Whether Obama follows through with his threat to send GM through bankruptcy or not, by replacing Wagoner, the Obama administration is implicated in the outcome. Brooks is right that by making this move, the White House has opened its doors to automotive lobbyists who will inevitably (and rightly) see Obama as holding the reins at the automakers. As a result, when GM closes plants in Anderson or Kokomo, it will be Obama who will ultimately be to blame. When GM contracts with another, cheaper supplier and a plant closes down in Wisconsin as a result, it will be Obama who is ultimately to blame. It will be interesting to see whether the union members who will bear the brunt of the reorganization will regard Change™ as something they can believe in.

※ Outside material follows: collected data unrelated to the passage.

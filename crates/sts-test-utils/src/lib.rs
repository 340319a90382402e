//! # STS Test Utilities
//!
//! Shared test utilities for the service-token signer and verifier.
//!
//! This crate provides:
//! - Deterministic crypto fixtures (fixed Ed25519 keys for reproducible tests)
//! - Security token fixtures (active, expiring, expired, public-only)
//! - Test data builders (`TestTokenBuilder` for signed and unsigned JWTs)
//! - Custom assertions (`TokenAssertions` trait)
//!
//! ## Usage
//!
//! ```rust,ignore
//! use sts_test_utils::*;
//!
//! #[tokio::test]
//! async fn test_example() {
//!     let signing = create_active_token(1, chrono::Utc::now())?;
//!
//!     let jwt = TestTokenBuilder::new()
//!         .for_subject("billing")
//!         .with_scope("invoices:read")
//!         .build_signed(&signing)?;
//!
//!     jwt.assert_valid_jwt()
//!         .assert_signed_by(signing.id())
//!         .assert_has_scope("invoices:read");
//! }
//! ```

pub mod assertions;
pub mod crypto_fixtures;
pub mod token_builders;

// Re-export commonly used items
pub use assertions::*;
pub use crypto_fixtures::*;
pub use token_builders::*;
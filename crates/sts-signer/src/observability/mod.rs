//! Observability for the signer.
//!
//! Tracing targets: `sts.signer.rotation`, `sts.signer.jwks`. Key ids are safe
//! to log; private key material and signed tokens never are.

pub mod metrics;

pub use metrics::{record_key_rotation, record_token_signed, set_signing_keys};
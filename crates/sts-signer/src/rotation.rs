//! Signing-key lifecycle.
//!
//! [`RotatingKeyManager`] guarantees a non-expired signing token whenever one
//! is requested. When the current token enters its rotation buffer a new one
//! is minted and the old one is demoted to *retained*: it is still advertised
//! for verification but never signs again. Retained tokens are dropped once
//! fully expired, on the next access rather than by a background timer.
//!
//! ```text
//! EMPTY --generate--> HAS_CURRENT --expiring soon--> HAS_CURRENT (old -> RETAINED)
//!                                                    RETAINED --expired--> dropped
//! ```

use crate::config::RotationConfig;
use crate::crypto::{Ed25519KeyPairGenerator, KeyPairGenerator};
use crate::errors::SignerError;
use crate::observability::metrics::{record_key_rotation, set_signing_keys};
use chrono::{DateTime, Utc};
use common::clock::{Clock, SystemClock};
use common::security_token::SecurityToken;
use std::sync::Arc;
use tokio::sync::RwLock;
use tracing::instrument;

#[derive(Debug, Default)]
struct KeyState {
    current: Option<Arc<SecurityToken>>,
    /// Demoted tokens, oldest first.
    retained: Vec<Arc<SecurityToken>>,
}

impl KeyState {
    fn current_if_fresh(&self, config: &RotationConfig, now: DateTime<Utc>) -> Option<Arc<SecurityToken>> {
        self.current
            .as_ref()
            .filter(|token| !token.is_expiring_soon_at(config.rotation_buffer(), now))
            .map(Arc::clone)
    }

    fn prune(&mut self, now: DateTime<Utc>) {
        let before = self.retained.len();
        self.retained.retain(|token| !token.is_expired_at(now));

        let dropped = before - self.retained.len();
        if dropped > 0 {
            tracing::debug!(
                target: "sts.signer.rotation",
                dropped = dropped,
                retained = self.retained.len(),
                "Dropped expired retained signing keys"
            );
        }
    }

    fn unexpired(&self, now: DateTime<Utc>) -> Vec<Arc<SecurityToken>> {
        self.current
            .iter()
            .chain(self.retained.iter().rev())
            .filter(|token| !token.is_expired_at(now))
            .map(Arc::clone)
            .collect()
    }
}

/// Owns the signer-side key lifecycle.
///
/// `current_signing_token` calls are linearizable with respect to rotation:
/// rotation happens under the write lock, so concurrent callers observe either
/// the pre- or post-rotation token.
#[derive(Debug)]
pub struct RotatingKeyManager {
    config: RotationConfig,
    generator: Arc<dyn KeyPairGenerator>,
    clock: Arc<dyn Clock>,
    state: RwLock<KeyState>,
}

impl RotatingKeyManager {
    pub fn new(
        config: RotationConfig,
        generator: Arc<dyn KeyPairGenerator>,
        clock: Arc<dyn Clock>,
    ) -> Self {
        Self {
            config,
            generator,
            clock,
            state: RwLock::new(KeyState::default()),
        }
    }

    /// Default policy, Ed25519 keys, system clock.
    pub fn with_defaults() -> Self {
        Self::with_config(RotationConfig::default())
    }

    /// Given policy, Ed25519 keys, system clock.
    pub fn with_config(config: RotationConfig) -> Self {
        Self::new(
            config,
            Arc::new(Ed25519KeyPairGenerator::new()),
            Arc::new(SystemClock),
        )
    }

    /// Policy from `STS_TOKEN_LIFETIME_SECONDS` / `STS_ROTATION_BUFFER_SECONDS`.
    pub fn from_env() -> Result<Self, SignerError> {
        Ok(Self::with_config(RotationConfig::from_env()?))
    }

    pub fn config(&self) -> &RotationConfig {
        &self.config
    }

    /// Token to sign new outgoing tokens with.
    ///
    /// Rotates first if there is no current token or it is within the
    /// rotation buffer of expiry.
    ///
    /// # Errors
    ///
    /// `SignerError::KeyGeneration` if a needed rotation could not generate a
    /// key. No token is returned in that case, not even the previous one.
    #[instrument(skip_all)]
    pub async fn current_signing_token(&self) -> Result<Arc<SecurityToken>, SignerError> {
        {
            let state = self.state.read().await;
            if let Some(token) = state.current_if_fresh(&self.config, self.clock.now()) {
                return Ok(token);
            }
        }

        let mut state = self.state.write().await;
        let now = self.clock.now();

        // Another caller may have rotated while we waited for the write lock
        if let Some(token) = state.current_if_fresh(&self.config, now) {
            return Ok(token);
        }

        let token = match self.mint(now) {
            Ok(token) => Arc::new(token),
            Err(e) => {
                record_key_rotation("error");
                tracing::error!(
                    target: "sts.signer.rotation",
                    error = %e,
                    "Signing key rotation failed"
                );
                return Err(e);
            }
        };

        let previous = state.current.replace(Arc::clone(&token));
        let previous_kid = previous.as_ref().map(|t| t.id().to_string());
        if let Some(previous) = previous {
            if !previous.is_expired_at(now) {
                state.retained.push(previous);
            }
        }
        state.prune(now);

        record_key_rotation("success");
        set_signing_keys(1 + state.retained.len());

        tracing::info!(
            target: "sts.signer.rotation",
            kid = %token.id(),
            previous_kid = ?previous_kid,
            valid_to = %token.valid_to(),
            retained = state.retained.len(),
            "Signing key rotated"
        );

        Ok(token)
    }

    /// Every token not yet past full expiry: current first, then retained
    /// tokens newest first.
    ///
    /// Never rotates. Expired retained tokens are dropped as a side effect.
    #[instrument(skip_all)]
    pub async fn all_tokens(&self) -> Vec<Arc<SecurityToken>> {
        let mut state = self.state.write().await;
        let now = self.clock.now();
        state.prune(now);

        let tokens = state.unexpired(now);
        set_signing_keys(tokens.len());
        tokens
    }

    fn mint(&self, now: DateTime<Utc>) -> Result<SecurityToken, SignerError> {
        let lifetime = chrono::Duration::from_std(self.config.token_lifetime())
            .map_err(|e| SignerError::KeyGeneration(format!("Invalid token lifetime: {}", e)))?;
        let valid_to = now
            .checked_add_signed(lifetime)
            .ok_or_else(|| SignerError::KeyGeneration("Validity window out of range".to_string()))?;

        let pair = self.generator.generate()?;

        SecurityToken::new(
            uuid::Uuid::new_v4().to_string(),
            now,
            valid_to,
            pair.public_key,
            Some(pair.private_key_pkcs8),
        )
        .map_err(|e| SignerError::KeyGeneration(format!("Invalid security token: {}", e)))
    }
}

It is ironic that by summarily canning a fat-cat CEO of a multinational corporation, the president may have sealed his demise with the unions. But, by taking that step, he has placed himself in Wagoner’s place. He is now the de facto CEO of General Motors (albeit, the least well-paid one in decades) with all that entails.
Meanwhile, Congressmen like Joe Donnelly (D-IN) from Indiana’s second district and Tim Ryan (D-OH) from Ohio’s 17th district, will be placed in awkward positions. Do they stand with their president in the interest of party unity? They certainly will be exerting pressure upon him to avert plant closures in their districts. But, Obama is going to be faced with incredibly difficult decisions and not every congressman who lobbies the president will be accommodated. As it is written, “Many will say to Obama on that day, ‘Lord, Lord, spare our communities.’ But he will say to them, ‘I never knew you. Depart from me.’”
Meanwhile, Obama’s staffers don’t drive American cars. Maybe they’re worried about the warranties.